With the previous steps configured, you can now establish the connection to Amazon Redshift through JDBC– or ODBC-supported clients.

Step 3: Set up database user access

Before you start connecting to Amazon Redshift using the SQL client, set up the database groups for appropriate data access. Log in to your Amazon Redshift database as superuser to create a database group, using CREATE GROUP.

Log in to examplecorp-dw/analytics as superuser and create the following groups and users:

CREATE GROUP sales_grp;
CREATE GROUP datascience_grp;
CREATE GROUP partner_grp;

Use the GRANT command to define access permissions to database objects (tables/views) for the preceding groups.

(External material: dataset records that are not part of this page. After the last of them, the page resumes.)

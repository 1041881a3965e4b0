use axum::body::Body;
use axum::http::Request;
use axum::response::Response;
use axum::Router;
use tower::ServiceExt;

use coffre_core::storage::mock_backend::MockStore;
use coffre_core::storage::Store;

use crate::state::AppState;

/// Router over a fresh mock-backed repository. Returns the wrapped
/// configuration bytes for assertions against `GET /`.
pub(crate) fn setup_app(name: &str, no_delete: bool) -> (Router, Vec<u8>) {
    MockStore::reset(name);
    let store = MockStore::shared(name);
    let config =
        coffre_core::repo::Configuration::new(None).wrap().unwrap();
    store.create(&config).unwrap();

    let state = AppState::new(Box::new(store), no_delete);
    (super::router(state), config)
}

pub(crate) async fn do_get(router: Router, path: &str) -> Response {
    let req = Request::builder()
        .method("GET")
        .uri(path)
        .body(Body::empty())
        .unwrap();
    router.oneshot(req).await.unwrap()
}

pub(crate) async fn do_get_range(router: Router, path: &str, range: &str) -> Response {
    let req = Request::builder()
        .method("GET")
        .uri(path)
        .header("Range", range)
        .body(Body::empty())
        .unwrap();
    router.oneshot(req).await.unwrap()
}

pub(crate) async fn do_put(router: Router, path: &str, body: Vec<u8>) -> Response {
    let req = Request::builder()
        .method("PUT")
        .uri(path)
        .body(Body::from(body))
        .unwrap();
    router.oneshot(req).await.unwrap()
}

pub(crate) async fn do_delete(router: Router, path: &str) -> Response {
    let req = Request::builder()
        .method("DELETE")
        .uri(path)
        .body(Body::empty())
        .unwrap();
    router.oneshot(req).await.unwrap()
}

pub(crate) async fn body_bytes(resp: Response) -> Vec<u8> {
    axum::body::to_bytes(resp.into_body(), usize::MAX)
        .await
        .unwrap()
        .to_vec()
}

pub(crate) async fn body_string(resp: Response) -> String {
    String::from_utf8(body_bytes(resp).await).unwrap()
}
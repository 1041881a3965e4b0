use std::sync::Arc;

use coffre_core::storage::Store;

/// Shared application state, cloned into every handler.
#[derive(Clone)]
pub struct AppState {
    pub store: Arc<dyn Store>,
    pub no_delete: bool,
}

impl AppState {
    pub fn new(store: Box<dyn Store>, no_delete: bool) -> AppState {
        AppState {
            store: Arc::from(store),
            no_delete,
        }
    }
}
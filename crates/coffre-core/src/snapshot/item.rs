use serde::{Deserialize, Serialize};

use coffre_types::Mac;

#[derive(Debug, Clone, Copy, PartialEq, Eq, Serialize, Deserialize)]
pub enum ItemKind {
    Directory,
    File,
    Symlink,
}

/// Reference to one content chunk of a file.
#[derive(Debug, Clone, Copy, PartialEq, Eq, Serialize, Deserialize)]
pub struct ChunkRef {
    pub mac: Mac,
    pub length: u32,
}

/// One entry of a snapshot: a directory, regular file or symlink.
/// Paths are relative to the snapshot root, `/`-separated, no leading
/// slash; the root itself is the empty path.
#[derive(Debug, Clone, Serialize, Deserialize)]
pub struct Item {
    pub path: String,
    pub kind: ItemKind,
    pub mode: u32,
    /// Nanoseconds since the epoch; negative values are clamped to zero
    /// by consumers.
    pub mtime: i64,
    pub size: u64,
    pub link_target: Option<String>,
    pub chunks: Vec<ChunkRef>,
}

impl Item {
    pub fn dir(path: &str, mode: u32, mtime: i64) -> Item {
        Item {
            path: path.to_string(),
            kind: ItemKind::Directory,
            mode,
            mtime,
            size: 0,
            link_target: None,
            chunks: Vec::new(),
        }
    }

    pub fn file(path: &str, mode: u32, mtime: i64, size: u64, chunks: Vec<ChunkRef>) -> Item {
        Item {
            path: path.to_string(),
            kind: ItemKind::File,
            mode,
            mtime,
            size,
            link_target: None,
            chunks,
        }
    }

    pub fn symlink(path: &str, mtime: i64, target: &str) -> Item {
        Item {
            path: path.to_string(),
            kind: ItemKind::Symlink,
            mode: 0o777,
            mtime,
            size: target.len() as u64,
            link_target: Some(target.to_string()),
            chunks: Vec::new(),
        }
    }

    /// Last path component.
    pub fn name(&self) -> &str {
        self.path.rsplit('/').next().unwrap_or(&self.path)
    }
}

#[cfg(test)]
mod tests {
    use super::*;

    #[test]
    fn name_is_last_component() {
        assert_eq!(Item::dir("a/b/c", 0o755, 0).name(), "c");
        assert_eq!(Item::file("top.txt", 0o644, 0, 1, vec![]).name(), "top.txt");
    }

    #[test]
    fn symlink_carries_target() {
        let link = Item::symlink("l", 0, "/etc/hosts");
        assert_eq!(link.link_target.as_deref(), Some("/etc/hosts"));
        assert_eq!(link.size, 10);
    }
}
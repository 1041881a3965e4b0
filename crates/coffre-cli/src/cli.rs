use clap::{Parser, Subcommand};

#[derive(Parser)]
#[command(
    name = "coffre",
    version,
    about = "Deduplicating, content-addressed backups",
    after_help = "\
Configuration file lookup order:
  1. --config <path>             (explicit flag)
  2. $COFFRE_CONFIG              (environment variable)
  3. $XDG_CONFIG_HOME/coffre/config.yaml or ~/.config/coffre/config.yaml

Environment variables:
  COFFRE_CONFIG     Path to configuration file (overrides default search)
  COFFRE_AGENTLESS  When set, the cached daemon refuses to start"
)]
pub(crate) struct Cli {
    /// Path to configuration file
    #[arg(short, long)]
    pub config: Option<String>,

    /// Suppress informational output
    #[arg(short, long, global = true)]
    pub quiet: bool,

    /// Suppress all non-error output
    #[arg(short, long, global = true)]
    pub silent: bool,

    /// Verbosity level (-v, -vv)
    #[arg(short, long, action = clap::ArgAction::Count, global = true)]
    pub verbose: u8,

    #[command(subcommand)]
    pub command: Commands,
}

#[derive(Subcommand)]
pub(crate) enum Commands {
    /// Run the state-coalescing daemon
    Cached {
        /// Run in the foreground instead of daemonizing
        #[arg(long)]
        foreground: bool,

        /// Log file
        #[arg(long)]
        log: Option<String>,

        /// Delay before tearing down an idle daemon
        #[arg(long, default_value = "5s")]
        teardown: String,
    },

    /// Run the configured task set until interrupted
    Scheduler {
        /// File whose contents unlock encrypted repositories
        #[arg(long)]
        key_file: Option<String>,
    },

    /// Rebuild missing remote states from packfiles
    Repair {
        /// Select repository by @alias or location
        #[arg(short = 'R', long = "repo")]
        repo: String,

        /// Actually write the reconstructed states (dry-run otherwise)
        #[arg(long)]
        apply: bool,
    },

    /// Serve snapshots as a read-only filesystem
    Mount {
        /// Select repository by @alias or location
        #[arg(short = 'R', long = "repo")]
        repo: String,

        /// Mount target: http://addr:port
        #[arg(long)]
        to: String,
    },

    /// Initialize a new repository
    Init {
        /// Repository @alias or location
        #[arg(short = 'R', long = "repo")]
        repo: String,
    },

    /// Back up a directory into a new snapshot
    Backup {
        /// Select repository by @alias or location
        #[arg(short = 'R', long = "repo")]
        repo: String,

        /// Job name recorded in the snapshot
        #[arg(long, default_value = "")]
        job: String,

        /// Tags recorded in the snapshot
        #[arg(long = "tag")]
        tags: Vec<String>,

        /// Exclude patterns (glob)
        #[arg(long = "exclude")]
        excludes: Vec<String>,

        /// Directory to back up
        path: String,
    },
}
use coffre_types::{CoffreError, Result};

use crate::platform::shell;

/// Context injected into hook commands as environment variables.
pub struct HookContext<'a> {
    pub job: &'a str,
    pub repository: &'a str,
    pub error: Option<&'a str>,
}

/// Run one hook command through the shell.
///
/// A non-zero exit is an error; callers decide whether that aborts the
/// operation (pre-hooks) or is merely logged (post- and fail-hooks).
pub fn run_hook(cmd: &str, ctx: &HookContext<'_>) -> Result<()> {
    tracing::info!(job = ctx.job, "running hook: {cmd}");

    let mut command = shell::command_for_script(cmd);
    command.env("COFFRE_JOB", ctx.job);
    command.env("COFFRE_REPOSITORY", ctx.repository);
    if let Some(error) = ctx.error {
        command.env("COFFRE_ERROR", error);
    }

    let output = command
        .output()
        .map_err(|e| CoffreError::Hook(format!("failed to execute '{cmd}': {e}")))?;

    if !output.status.success() {
        let stderr = String::from_utf8_lossy(&output.stderr);
        let code = output
            .status
            .code()
            .map(|c| c.to_string())
            .unwrap_or_else(|| "signal".to_string());
        return Err(CoffreError::Hook(format!(
            "'{cmd}' exited {code}: {}",
            stderr.trim()
        )));
    }
    Ok(())
}
pub mod key;

pub use key::{derive_key, new_encryption_block, verify_canary, EncryptionBlock, KdfParams};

Step 4: Connect to Amazon Redshift using the JDBC SQL client

Assume that sales user “nancy” is using the SQL Workbench client and JDBC driver to log in to the Amazon Redshift data warehouse. The following steps help set up the client and establish the connection:

  1. Download the latest Amazon Redshift JDBC driver from the Configure a JDBC Connection page
  2. Build the JDBC URL with the IAM option in the following format:
    jdbc:redshift:iam://examplecorp-dw:us-west-2/sales_db

Because the redshift:DescribeClusters action is assigned to the preceding IAM roles, it automatically resolves the cluster endpoints and the port. Otherwise, you can specify the endpoint and port information in the JDBC URL, as described in Configure a JDBC Connection.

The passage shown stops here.